The signature awful moment of III, Vader’s comical “NOOOOOO!!!” near the end, is also a product of bad preparation. We never believed in Anakin and Padme’s love for each other, because it was, for lack of a better term, stupid. How could Padme be surprised by anything this guy does? She knows him better than us and even we know he’s a puerile loose cannon who would just as well wipe out a camp of sentient beings if he felt like it or if the script called for it. And she’s surprised when he goes Sith crazy…? Meanwhile, Anakin’s “love” for Padme is completely disingenuous. He even uses words like “intoxicating” to describe his attitude towards her. Padme to him is a drug to quench his appetite for companionship, and a spectator for his braggadocio. After killing Jedi kids, it seems like “finding a new muse” wouldn’t be that big a deal to him. So, to make us think that Vader really cares about her, we get the gratuitous scream. Notice how Leia didn’t need to scream when Han got frozen because… ummm… we believed that she loved him?

Again, though, these faults are faults that III was saddled with, and did not entirely overcome. They aren’t of III’s own making. Even then, for at least a few minutes, during Order 66, III did overcome them. Darth Vader is a tragedy. The horrors that the Original heroes will one day sacrifice life and limb for are the result of a deep, dark shadow cast by this terrible moment. If III can do that, even with all its failings, and even while having to make up for all the failings of I and II, it is doing something right. I think it does. I think the helplessness and inevitability (and did I mention the score?) make the purge of the Jedi about as well done as it could have been.

Of course, III did a lot wrong. A non-exhaustive list: Natalie Portman’s "acting." That ridiculous lightsaber duel between Yoda and Sidious. General Greivous. That ridiculous lightsaber duel between Palpatine and Mace Windu. The completely pointless Kashyyk battle. That ridiculous scene where Palpatine kills three Jedi without any of them so much as bothering to resist. (I think the moral here is: don’t give Palpatine a lightsaber).

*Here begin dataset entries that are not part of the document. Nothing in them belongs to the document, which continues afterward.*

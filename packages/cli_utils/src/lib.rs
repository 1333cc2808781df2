#![cfg_attr(feature = "fail-on-warnings", deny(warnings))]
#![warn(clippy::all, clippy::pedantic, clippy::nursery, clippy::cargo)]
#![allow(clippy::multiple_crate_versions, clippy::cargo_common_metadata)]

//! Shared CLI utilities for the metalert tools.
//!
//! Provides `indicatif`-backed progress bars behind the ingest
//! [`ProgressCallback`] trait, plus [`init_logger`] which sets up
//! `indicatif-log-bridge` so that `log::info!` and friends are suspended
//! while progress bars redraw.

use std::sync::Arc;
use std::time::Duration;

use indicatif::{ProgressBar, ProgressStyle};
use metalert_ingest::progress::ProgressCallback;

pub use indicatif::MultiProgress;

/// An `indicatif` [`ProgressBar`] that implements [`ProgressCallback`].
pub struct IndicatifProgress {
    bar: ProgressBar,
    /// Style to switch to once `set_total()` provides a known length.
    bar_style: ProgressStyle,
}

impl IndicatifProgress {
    /// Progress over files (CAP documents, canonical records). Starts as a
    /// spinner and becomes a bar with percentage/ETA once
    /// [`ProgressCallback::set_total()`] is called.
    #[must_use]
    pub fn files_bar(multi: &MultiProgress, message: &str) -> Arc<dyn ProgressCallback> {
        Self::spinner(multi, message, "cyan")
    }

    /// Progress over the features of a boundary collection.
    #[must_use]
    pub fn features_bar(multi: &MultiProgress, message: &str) -> Arc<dyn ProgressCallback> {
        Self::spinner(multi, message, "yellow")
    }

    fn spinner(multi: &MultiProgress, message: &str, colour: &str) -> Arc<dyn ProgressCallback> {
        let bar = multi.add(ProgressBar::new_spinner());
        bar.enable_steady_tick(Duration::from_millis(100));
        bar.set_style(
            ProgressStyle::with_template(&format!("{{spinner:.{colour}}} {{msg}}"))
                .unwrap_or_else(|_| ProgressStyle::default_spinner()),
        );
        bar.set_message(message.to_string());

        let bar_style = ProgressStyle::with_template(&format!(
            "  {{msg}} {{wide_bar:.{colour}/dim}} {{pos}}/{{len}} {{percent}}% [{{eta}}]"
        ))
        .unwrap_or_else(|_| ProgressStyle::default_bar())
        .progress_chars("##-");

        Arc::new(Self { bar, bar_style })
    }
}

impl ProgressCallback for IndicatifProgress {
    fn set_total(&self, total: u64) {
        self.bar.set_length(total);
        self.bar.set_position(0);
        self.bar.set_style(self.bar_style.clone());
    }

    fn inc(&self, delta: u64) {
        self.bar.inc(delta);
    }

    fn set_message(&self, msg: String) {
        self.bar.set_message(msg);
    }

    fn finish(&self, msg: String) {
        self.bar.finish_with_message(msg);
    }
}

/// Initializes the global logger wrapped in `indicatif-log-bridge` so that
/// log lines and progress bars never fight for the terminal.
///
/// Returns the [`MultiProgress`] that all progress bars must be added to.
#[must_use]
pub fn init_logger() -> MultiProgress {
    let multi = MultiProgress::new();

    let logger = pretty_env_logger::formatted_builder()
        .parse_env("RUST_LOG")
        .build();
    let level = logger.filter();

    // Already set when several tools share a process.
    indicatif_log_bridge::LogWrapper::new(multi.clone(), logger)
        .try_init()
        .ok();

    log::set_max_level(level);

    multi
}
#![cfg_attr(feature = "fail-on-warnings", deny(warnings))]
#![warn(clippy::all, clippy::pedantic, clippy::nursery, clippy::cargo)]
#![allow(clippy::multiple_crate_versions, clippy::cargo_common_metadata)]

//! Embedded spatial index and canonical file layout for metalert search.
//!
//! The index is a `DuckDB` file with one table per [`Domain`]: a derived,
//! rebuildable projection of the canonical JSON records kept under the
//! data folder (see [`paths`]).
//!
//! [`Domain`]: metalert_models::Domain

pub mod index_db;
pub mod paths;

pub use index_db::{EditOutcome, SpatialIndex};

use metalert_models::{Domain, ValidationError};

/// Errors that can occur during index operations.
#[derive(Debug, thiserror::Error)]
pub enum DbError {
    /// `DuckDB` error, including constraint violations.
    #[error("DuckDB error: {0}")]
    DuckDb(#[from] duckdb::Error),

    /// I/O error preparing the store location.
    #[error("I/O error: {0}")]
    Io(#[from] std::io::Error),

    /// The record was refused before reaching the store.
    #[error("Invalid record: {0}")]
    Validation(#[from] ValidationError),

    /// An update targeted a UUID with no row.
    #[error("No {domain} record with UUID {uuid}")]
    NotFound {
        /// Table searched.
        domain: Domain,
        /// UUID requested.
        uuid: String,
    },
}
#![cfg_attr(feature = "fail-on-warnings", deny(warnings))]
#![warn(clippy::all, clippy::pedantic, clippy::nursery, clippy::cargo)]
#![allow(clippy::multiple_crate_versions, clippy::cargo_common_metadata)]

//! Configuration for the metalert search tools.
//!
//! Settings are read from a TOML file (`metalert.toml` in the working
//! directory unless `METALERT_CONFIG` points elsewhere):
//!
//! ```toml
//! [main]
//! data_path = "/var/lib/metalert/data"
//!
//! [index]
//! path = "/var/lib/metalert/index"
//! ```
//!
//! `METALERT_DATA_PATH` and `METALERT_INDEX_PATH` override the file. Both
//! folders must exist; nothing here creates them.

use std::path::{Path, PathBuf};

use serde::Deserialize;

/// Default config file name, resolved against the working directory.
pub const DEFAULT_CONFIG_FILE: &str = "metalert.toml";

/// Environment variable naming an alternative config file.
pub const CONFIG_ENV: &str = "METALERT_CONFIG";

/// Environment variable overriding `main.data_path`.
pub const DATA_PATH_ENV: &str = "METALERT_DATA_PATH";

/// Environment variable overriding `index.path`.
pub const INDEX_PATH_ENV: &str = "METALERT_INDEX_PATH";

/// File name of the embedded index store inside the index folder.
pub const INDEX_FILE_NAME: &str = "index.duckdb";

/// Sub-directory of the data folder holding stored polygons.
pub const SHAPES_DIR_NAME: &str = "shapes";

/// Errors raised while loading or validating configuration.
#[derive(Debug, thiserror::Error)]
pub enum ConfigError {
    /// I/O error reading the config file.
    #[error("Failed to read config file {path}: {source}")]
    Io {
        /// The file that could not be read.
        path: PathBuf,
        /// Underlying error.
        source: std::io::Error,
    },

    /// The config file is not valid TOML for this schema.
    #[error("Invalid config file: {0}")]
    Parse(#[from] toml::de::Error),

    /// A required setting was given neither in the file nor the environment.
    #[error("Missing required setting '{0}'")]
    Missing(&'static str),

    /// A configured folder does not exist.
    #[error("Setting '{setting}' points to '{}', which is not an existing folder", path.display())]
    NotAFolder {
        /// Dotted name of the offending setting.
        setting: &'static str,
        /// The configured value.
        path: PathBuf,
    },
}

#[derive(Debug, Default, Deserialize)]
#[serde(deny_unknown_fields)]
struct RawConfig {
    #[serde(default)]
    main: RawMain,
    #[serde(default)]
    index: RawIndex,
}

#[derive(Debug, Default, Deserialize)]
#[serde(deny_unknown_fields)]
struct RawMain {
    data_path: Option<PathBuf>,
}

#[derive(Debug, Default, Deserialize)]
#[serde(deny_unknown_fields)]
struct RawIndex {
    path: Option<PathBuf>,
}

/// Resolved, validated settings.
#[derive(Debug, Clone, PartialEq, Eq)]
pub struct Config {
    /// Root of the sharded canonical record tree.
    pub data_path: PathBuf,
    /// Folder holding the embedded index store.
    pub index_path: PathBuf,
}

impl Config {
    /// Creates a config from explicit folders without validating them.
    #[must_use]
    pub fn new(data_path: impl Into<PathBuf>, index_path: impl Into<PathBuf>) -> Self {
        Self {
            data_path: data_path.into(),
            index_path: index_path.into(),
        }
    }

    /// Loads the config file named by `METALERT_CONFIG` (or
    /// `metalert.toml`), applies the environment overrides and validates
    /// the result.
    ///
    /// A missing default file is not an error as long as the environment
    /// supplies every setting. A missing file named by `METALERT_CONFIG` is.
    ///
    /// # Errors
    ///
    /// Returns [`ConfigError`] if the file cannot be read or parsed, a
    /// setting is missing, or a folder does not exist.
    pub fn load() -> Result<Self, ConfigError> {
        let explicit = std::env::var_os(CONFIG_ENV).map(PathBuf::from);
        let path = explicit
            .clone()
            .unwrap_or_else(|| PathBuf::from(DEFAULT_CONFIG_FILE));

        let raw = if explicit.is_some() || path.is_file() {
            log::debug!("Loading config from {}", path.display());
            read_raw(&path)?
        } else {
            log::debug!(
                "No {} found, using environment settings only",
                path.display()
            );
            RawConfig::default()
        };

        let config = resolve(
            raw,
            std::env::var_os(DATA_PATH_ENV).map(PathBuf::from),
            std::env::var_os(INDEX_PATH_ENV).map(PathBuf::from),
        )?;
        config.validate()?;
        Ok(config)
    }

    /// Loads and validates a specific config file, without environment
    /// overrides.
    ///
    /// # Errors
    ///
    /// See [`Config::load`].
    pub fn from_file(path: &Path) -> Result<Self, ConfigError> {
        let config = resolve(read_raw(path)?, None, None)?;
        config.validate()?;
        Ok(config)
    }

    /// Parses config TOML, applying the given overrides. Does not validate.
    ///
    /// # Errors
    ///
    /// Returns [`ConfigError::Parse`] or [`ConfigError::Missing`].
    pub fn from_toml_str(
        contents: &str,
        data_override: Option<PathBuf>,
        index_override: Option<PathBuf>,
    ) -> Result<Self, ConfigError> {
        let raw: RawConfig = toml::from_str(contents)?;
        resolve(raw, data_override, index_override)
    }

    /// Checks that both configured folders exist.
    ///
    /// # Errors
    ///
    /// Returns [`ConfigError::NotAFolder`] naming the first bad setting.
    pub fn validate(&self) -> Result<(), ConfigError> {
        for (setting, path) in [
            ("main.data_path", &self.data_path),
            ("index.path", &self.index_path),
        ] {
            if !path.is_dir() {
                log::error!(
                    "Setting '{setting}' = '{}' is not an existing folder",
                    path.display()
                );
                return Err(ConfigError::NotAFolder {
                    setting,
                    path: path.clone(),
                });
            }
        }
        Ok(())
    }

    /// Folder holding stored polygons.
    #[must_use]
    pub fn shapes_path(&self) -> PathBuf {
        self.data_path.join(SHAPES_DIR_NAME)
    }

    /// Path of the embedded index store.
    #[must_use]
    pub fn index_file(&self) -> PathBuf {
        self.index_path.join(INDEX_FILE_NAME)
    }
}

fn read_raw(path: &Path) -> Result<RawConfig, ConfigError> {
    let contents = std::fs::read_to_string(path).map_err(|source| ConfigError::Io {
        path: path.to_path_buf(),
        source,
    })?;
    Ok(toml::from_str(&contents)?)
}

fn resolve(
    raw: RawConfig,
    data_override: Option<PathBuf>,
    index_override: Option<PathBuf>,
) -> Result<Config, ConfigError> {
    let data_path = data_override
        .or(raw.main.data_path)
        .ok_or(ConfigError::Missing("main.data_path"))?;
    let index_path = index_override
        .or(raw.index.path)
        .ok_or(ConfigError::Missing("index.path"))?;

    Ok(Config {
        data_path,
        index_path,
    })
}

#[cfg(test)]
mod tests {
    use super::*;

    const SAMPLE: &str = r#"
[main]
data_path = "/srv/metalert/data"

[index]
path = "/srv/metalert/index"
"#;

    #[test]
    fn parses_both_sections() {
        let config = Config::from_toml_str(SAMPLE, None, None).unwrap();
        assert_eq!(config.data_path, PathBuf::from("/srv/metalert/data"));
        assert_eq!(config.index_path, PathBuf::from("/srv/metalert/index"));
        assert_eq!(
            config.index_file(),
            PathBuf::from("/srv/metalert/index/index.duckdb")
        );
        assert_eq!(
            config.shapes_path(),
            PathBuf::from("/srv/metalert/data/shapes")
        );
    }

    #[test]
    fn overrides_take_precedence() {
        let config =
            Config::from_toml_str(SAMPLE, Some(PathBuf::from("/tmp/override")), None).unwrap();
        assert_eq!(config.data_path, PathBuf::from("/tmp/override"));
        assert_eq!(config.index_path, PathBuf::from("/srv/metalert/index"));
    }

    #[test]
    fn missing_setting_is_named() {
        let err = Config::from_toml_str("[main]\n", None, None).unwrap_err();
        assert!(matches!(err, ConfigError::Missing("main.data_path")));

        let err = Config::from_toml_str("[main]\ndata_path = \"/x\"\n", None, None).unwrap_err();
        assert!(matches!(err, ConfigError::Missing("index.path")));
    }

    #[test]
    fn unknown_keys_are_rejected() {
        let err = Config::from_toml_str("[main]\ndbProvider = \"sqlite\"\n", None, None);
        assert!(matches!(err, Err(ConfigError::Parse(_))));
    }

    #[test]
    fn validate_requires_existing_folders() {
        let root = std::env::temp_dir().join("metalert_config_validate");
        let _ = std::fs::remove_dir_all(&root);
        let data = root.join("data");
        let index = root.join("index");
        std::fs::create_dir_all(&data).unwrap();

        let config = Config::new(&data, &index);
        let err = config.validate().unwrap_err();
        assert!(matches!(
            err,
            ConfigError::NotAFolder {
                setting: "index.path",
                ..
            }
        ));

        std::fs::create_dir_all(&index).unwrap();
        assert!(config.validate().is_ok());

        let file = root.join("metalert.toml");
        std::fs::write(
            &file,
            format!(
                "[main]\ndata_path = {:?}\n\n[index]\npath = {:?}\n",
                data.display().to_string(),
                index.display().to_string()
            ),
        )
        .unwrap();
        assert_eq!(Config::from_file(&file).unwrap(), config);

        let _ = std::fs::remove_dir_all(&root);
    }
}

I think my defense of III, then, is that it has the soul of what the Prequels were supposed to be, even in spite of all the multitudinous failings. The grandeur, the epic catastrophe, the horrible pit that develops in your stomach—ever so briefly, this all happens. It could very well be a testament to the Original Trilogy’s greatness. Maybe it is our leftover sense of wonder at what we know comes next that imbues III with tragedy. Maybe it is really a faint shadow of what III could have been that makes what III was worth watching. I’m not sure I would argue with that.

Until he turns his lightsaber on. Then I am utterly convinced that for at least twenty minutes, the alien parasite in his chin fell asleep, and George Lucas remembered how to make a movie.

~Right Thumb~

4 comments:

  1. You say it well. I particularly like your thought about Anakin's fall being too slow, not too fast. I hadn't thought about it that way before, but I think you're right and it's the whole set up that makes his fall seem a bit off. ...now I want to go watch III right now.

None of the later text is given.